Для примера – в виде электрона представьте своего начальника, старающегося за всем успеть. Получается: структура “шеф сидит за столом в кабинете” - вклад 25 %, “шеф обходит производство” - вклад 5 %, “шеф на совещании раздаёт финтилей” - вклад 10 %, “шеф в исполкоме получает финтилей” - вклад 3 %, “шеф с Наташкой-секретаршей в сауне” - вклад 2 % , и так далее. Всего должно быть сто процентов! И вот в зависимости от того, какая из структур по расчёту имеет вклада в данных условиях (то ли начало дня, то ли конец, то ли обеденный перерыв), можно прогнозировать реакционную способность, строить уравнения, рассчитывать процент выхода целевого вещества и побочных продуктов.

Вроде бы и просто для понимания. Но это мы с вами такие умные, Воркута по нам рыдает. Народ присосавшийся другие мозги имел. Несколько другие. Им всё казалось, что теория утверждает реальность стабильного существования всех условно нарисованных структур.

Кроме того – реалии жизни.

Только-только генетиков зашугали, зад чешется ещё кого-нибудь вздрабануть. Ну, зощенки-пастернаки там – это всё мелочёвка, на них старики  уже карьеры поделали, будущие аксёновы с бродскими ещё при титьке. Надо себя проявить. А на ком?!!

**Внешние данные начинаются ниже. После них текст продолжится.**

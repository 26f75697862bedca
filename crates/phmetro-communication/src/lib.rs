//! # pH-meter Communication
//!
//! Serial transport and session management for the pH meter.
//! Provides hot-plug monitoring over USB serial, the connection lifecycle,
//! correlated request/response exchanges, and a recurring task used to poll
//! the meter.

pub mod scheduler;
pub mod session;
pub mod transport;

pub use scheduler::RecurringTask;

pub use session::{
    ConnectionController, ExchangeCoordinator, ExchangeResult, PendingRequest, SerialSession,
    SessionOptions,
};

pub use transport::{
    list_ports, MonitorConfig, SerialPortInfo, SerialTransport, Transport, TransportError,
    TransportHandle, TransportListener, TransportResult, VirtualTransport,
};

Есть у Шолом Алейхема рассказик “Два антисемита”. Про то, как бедный еврей, чтобы никто его за оного не принял, садясь в поезд, запасся черносотенской газеткой, и что из этого дальше получилось.

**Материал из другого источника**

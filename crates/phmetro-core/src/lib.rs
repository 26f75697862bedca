//! # pH-meter Core
//!
//! Core types and utilities for the pH-meter serial session manager.
//! Provides the service state machine states, connection configuration,
//! the error taxonomy, and the per-session event bus.

pub mod data;
pub mod error;
pub mod event_bus;
pub mod types;

pub use data::{
    ConnectionConfig, PortSettings, ResponseFraming, SerialParity, ServiceState, MAX_RESPONSE_LEN,
};

pub use error::{Error, Result, SessionError};

pub use event_bus::{
    EventBus, EventBusConfig, EventFilter, EventKind, HandlerResult, SessionEvent, SubscriptionId,
};

pub use types::{thread_safe, ThreadSafe};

Точно таким же было и ближайшее окружение у Тараканища. Вроде бы подыгрывали ему, кампании заказные разыгрывали, а на деле – исподтишка кидали яичко-другое и в иную корзинку. Мало ли как повернётся?!!

Так вот, сынуля послекировского ленинградца, уроженца Мариуполя, тоже решил проявить себя в числе разоблачителей. Сам-то послекировский ленинградец засветился на том, что, громя ахматовщину, в блокаду разрешил издать её стихи. На него тогда за это не то, чтобы посмотрели (когда там смотреть – немец под Курском!), но покосились.

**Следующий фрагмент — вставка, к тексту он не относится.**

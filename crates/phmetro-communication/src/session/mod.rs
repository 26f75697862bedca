//! Serial session
//!
//! [`SerialSession`] ties one transport, one connection controller, and one
//! event bus together. All state changes go through a single mutex; events
//! produced by a change are published after that mutex is released, in the
//! order the changes happened. Handlers may call back into the session.

pub mod controller;
pub mod exchange;

pub use controller::{error_event, ConnectionController};
pub use exchange::{ExchangeCoordinator, ExchangeResult, PendingRequest};

use crate::transport::{Transport, TransportHandle, TransportListener};
use parking_lot::{Mutex, ReentrantMutex};
use phmetro_core::{
    ConnectionConfig, EventBus, EventBusConfig, EventKind, HandlerResult, ResponseFraming,
    ServiceState, SessionError, SessionEvent, SubscriptionId,
};
use std::cell::Cell;
use std::collections::VecDeque;
use std::sync::{Arc, Weak};
use std::time::Duration;
use tokio::sync::broadcast;

/// Session construction options
#[derive(Debug, Clone, Default)]
pub struct SessionOptions {
    /// Framing used by [`SerialSession::exchange`]
    pub framing: ResponseFraming,
    /// Event bus settings
    pub event_bus: EventBusConfig,
}

impl SessionOptions {
    /// Set the default response framing
    pub fn with_framing(mut self, framing: ResponseFraming) -> Self {
        self.framing = framing;
        self
    }

    /// Set the event bus configuration
    pub fn with_event_bus(mut self, config: EventBusConfig) -> Self {
        self.event_bus = config;
        self
    }
}

struct SessionInner {
    transport: Arc<dyn Transport>,
    bus: EventBus,
    controller: Mutex<ConnectionController>,
    /// Held while publishing; the flag marks an active drain on this thread
    dispatch: ReentrantMutex<Cell<bool>>,
    outbox: Mutex<VecDeque<SessionEvent>>,
    options: SessionOptions,
}

impl SessionInner {
    /// Run `f` under the state lock, then publish what it produced
    fn with_controller<R>(
        &self,
        f: impl FnOnce(&mut ConnectionController, &dyn Transport) -> R,
    ) -> R {
        let dispatching = self.dispatch.lock();
        let result = {
            let mut controller = self.controller.lock();
            let result = f(&mut controller, self.transport.as_ref());
            self.outbox.lock().extend(controller.take_events());
            result
        };

        // A handler calling back in only queues; the outer drain delivers
        if !dispatching.replace(true) {
            loop {
                let next = self.outbox.lock().pop_front();
                match next {
                    Some(event) => {
                        self.bus.publish(event);
                    }
                    None => break,
                }
            }
            dispatching.set(false);
        }
        result
    }
}

impl Drop for SessionInner {
    fn drop(&mut self) {
        let controller = self.controller.get_mut();
        controller.stop(self.transport.as_ref());
        controller.take_events();
    }
}

/// Routes transport callbacks into the session
///
/// Bound to the run it was started in; callbacks that arrive after that
/// run stopped are dropped.
struct SessionListener {
    inner: Weak<SessionInner>,
    run: u64,
}

impl SessionListener {
    fn route(&self, f: impl FnOnce(&mut ConnectionController, &dyn Transport)) {
        let Some(inner) = self.inner.upgrade() else {
            return;
        };
        inner.with_controller(|c, t| {
            if c.run() == self.run {
                f(c, t);
            } else {
                tracing::debug!("Dropping transport callback from stopped run {}", self.run);
            }
        });
    }
}

impl TransportListener for SessionListener {
    fn on_attach(&self) {
        self.route(|c, t| c.on_device_attached(t));
    }

    fn on_detach(&self) {
        self.route(|c, t| c.on_device_detached(t));
    }

    fn on_data_received(&self, handle: TransportHandle, data: &[u8]) {
        self.route(|c, _| c.on_data(handle, data));
    }

    fn on_port_error(&self, handle: TransportHandle, reason: &str) {
        self.route(|c, t| c.on_port_error(t, handle, reason));
    }
}

/// Clears an outstanding exchange if its future is dropped before resolving
struct PendingGuard<'a> {
    inner: &'a SessionInner,
    id: u64,
    armed: bool,
}

impl Drop for PendingGuard<'_> {
    fn drop(&mut self) {
        if self.armed {
            let id = self.id;
            self.inner.with_controller(|c, _| c.abandon(id));
        }
    }
}

/// Session manager for one serial device
///
/// Cheap to clone; clones share the same session.
#[derive(Clone)]
pub struct SerialSession {
    inner: Arc<SessionInner>,
}

impl SerialSession {
    /// Create a session over `transport` with default options
    ///
    /// Fails with `TransportUnavailable` if the transport's driver layer
    /// cannot be used.
    pub fn new<T: Transport + 'static>(transport: T) -> Result<Self, SessionError> {
        Self::with_options(transport, SessionOptions::default())
    }

    /// Create a session with custom options
    pub fn with_options<T: Transport + 'static>(
        transport: T,
        options: SessionOptions,
    ) -> Result<Self, SessionError> {
        Self::from_shared(Arc::new(transport), options)
    }

    /// Create a session over an already shared transport
    pub fn from_shared(
        transport: Arc<dyn Transport>,
        options: SessionOptions,
    ) -> Result<Self, SessionError> {
        options.framing.validate()?;
        transport.probe().map_err(|e| {
            tracing::error!("{} transport unavailable: {}", transport.name(), e);
            SessionError::TransportUnavailable {
                reason: e.message().to_string(),
            }
        })?;

        Ok(Self {
            inner: Arc::new(SessionInner {
                transport,
                bus: EventBus::with_config(options.event_bus.clone()),
                controller: Mutex::new(ConnectionController::new()),
                dispatch: ReentrantMutex::new(Cell::new(false)),
                outbox: Mutex::new(VecDeque::new()),
                options,
            }),
        })
    }

    /// Store the connection configuration
    ///
    /// With auto-connect on and a device attached but not open, the port
    /// is opened with the new settings.
    pub fn configure(&self, config: ConnectionConfig) -> Result<(), SessionError> {
        self.inner.with_controller(|c, t| {
            c.configure(config)?;
            c.retry_auto_connect(t);
            Ok(())
        })
    }

    /// Start monitoring for the device
    pub fn start(&self) -> Result<(), SessionError> {
        let inner = Arc::downgrade(&self.inner);
        self.inner.with_controller(|c, t| {
            let listener: Arc<dyn TransportListener> = Arc::new(SessionListener {
                inner,
                run: c.run(),
            });
            c.start(t, listener)
        })
    }

    /// Stop the service; subscriptions stay registered
    pub fn stop(&self) {
        self.inner.with_controller(|c, t| c.stop(t));
    }

    /// Stop the service and drop every subscription
    pub fn shutdown(&self) {
        self.stop();
        self.inner.bus.unsubscribe_all();
    }

    /// Open the port manually (auto-connect off)
    pub fn connect(&self) -> Result<(), SessionError> {
        self.inner.with_controller(|c, t| c.connect(t))
    }

    /// Close the port manually (auto-connect off)
    pub fn disconnect(&self) -> Result<(), SessionError> {
        self.inner.with_controller(|c, t| c.disconnect(t))
    }

    /// Whether the serial port is open
    pub fn is_open(&self) -> bool {
        self.inner.controller.lock().is_open()
    }

    /// Whether the service is running
    pub fn is_service_started(&self) -> bool {
        self.inner.controller.lock().state().is_started()
    }

    /// Current service state
    pub fn state(&self) -> ServiceState {
        self.inner.controller.lock().state()
    }

    /// Stored connection configuration
    pub fn config(&self) -> ConnectionConfig {
        self.inner.controller.lock().config().clone()
    }

    /// Whether an exchange is outstanding
    pub fn has_pending_exchange(&self) -> bool {
        self.inner.controller.lock().has_pending_exchange()
    }

    /// Name of the underlying transport
    pub fn transport_name(&self) -> String {
        self.inner.transport.name()
    }

    /// Write `request` and wait for the response using the default framing
    pub async fn exchange(
        &self,
        request: &[u8],
        timeout: Duration,
    ) -> Result<Vec<u8>, SessionError> {
        self.exchange_with(request, timeout, self.inner.options.framing)
            .await
    }

    /// Write `request` and wait for a response complete under `framing`
    ///
    /// Fails immediately with `NotConnected` or `Busy`. A second exchange
    /// is never queued behind the first.
    pub async fn exchange_with(
        &self,
        request: &[u8],
        timeout: Duration,
        framing: ResponseFraming,
    ) -> Result<Vec<u8>, SessionError> {
        let inner = self.inner.as_ref();
        let (id, mut rx) = inner.with_controller(|c, t| c.begin_exchange(t, request, framing))?;
        let mut guard = PendingGuard {
            inner,
            id,
            armed: true,
        };

        let outcome = match tokio::time::timeout(timeout, &mut rx).await {
            Ok(Ok(result)) => result,
            Ok(Err(_)) => Err(SessionError::Cancelled),
            Err(_) => {
                let timeout_ms = u64::try_from(timeout.as_millis()).unwrap_or(u64::MAX);
                if inner.with_controller(|c, _| c.expire(id, timeout_ms)) {
                    Err(SessionError::Timeout { timeout_ms })
                } else {
                    // Resolved between the deadline and the expiry
                    rx.try_recv().unwrap_or(Err(SessionError::Cancelled))
                }
            }
        };
        guard.armed = false;
        outcome
    }

    /// Subscribe a handler to one event kind
    pub fn subscribe<F>(&self, kind: EventKind, handler: F) -> SubscriptionId
    where
        F: Fn(&SessionEvent) -> HandlerResult + Send + Sync + 'static,
    {
        self.inner.bus.subscribe(kind, handler)
    }

    /// Subscribe a handler to every event
    pub fn subscribe_all<F>(&self, handler: F) -> SubscriptionId
    where
        F: Fn(&SessionEvent) -> HandlerResult + Send + Sync + 'static,
    {
        self.inner.bus.subscribe_all(handler)
    }

    /// Remove one subscription
    pub fn unsubscribe(&self, id: SubscriptionId) -> bool {
        self.inner.bus.unsubscribe(id)
    }

    /// Async event stream
    pub fn events(&self) -> broadcast::Receiver<SessionEvent> {
        self.inner.bus.receiver()
    }

    /// The session's event bus
    pub fn event_bus(&self) -> &EventBus {
        &self.inner.bus
    }
}

impl std::fmt::Debug for SerialSession {
    fn fmt(&self, f: &mut std::fmt::Formatter<'_>) -> std::fmt::Result {
        f.debug_struct("SerialSession")
            .field("transport", &self.inner.transport.name())
            .field("state", &self.state())
            .finish()
    }
}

И вот, чтобы не приняли за не своего, сынуля и решил. Разоблачить кого поближе. Как еврей на ж.д вокзале.

Понеслась кампания. Нет смысла пересказывать – в журналах Академии Наук СССР стенограммы имеются  (рукописи не горят!) И, как и у биологов, одни карьеры стремительно рушились, а другие, наоборот… А за что ещё бороться?!!

Не успели как следует развернуть: то ли Тараканище вовремя помер, то ли так дурь прошла – поняли, что без крепкой химии в номерных челябинсках окромя аварий ничего не сотворишь. Сынка заткнули. Стремительной карьеры он на этом не сделал. Так, на уровне других детишек, не более. Просто подписант под чужими мыслями. Если сам написал ту книжечку, по которой мы в первом семестре к сессии готовились – и то дай Бог! Готов был бы зауважать.
 
А теория резонанса с её искусством расписывать предельные структуры – отошла в историю химии.

Потому что появились более удобные способы расчёта. Понятные для дураков.


P.S.  Неужели и впрямь “Розповіді про неспокій немає кінця”?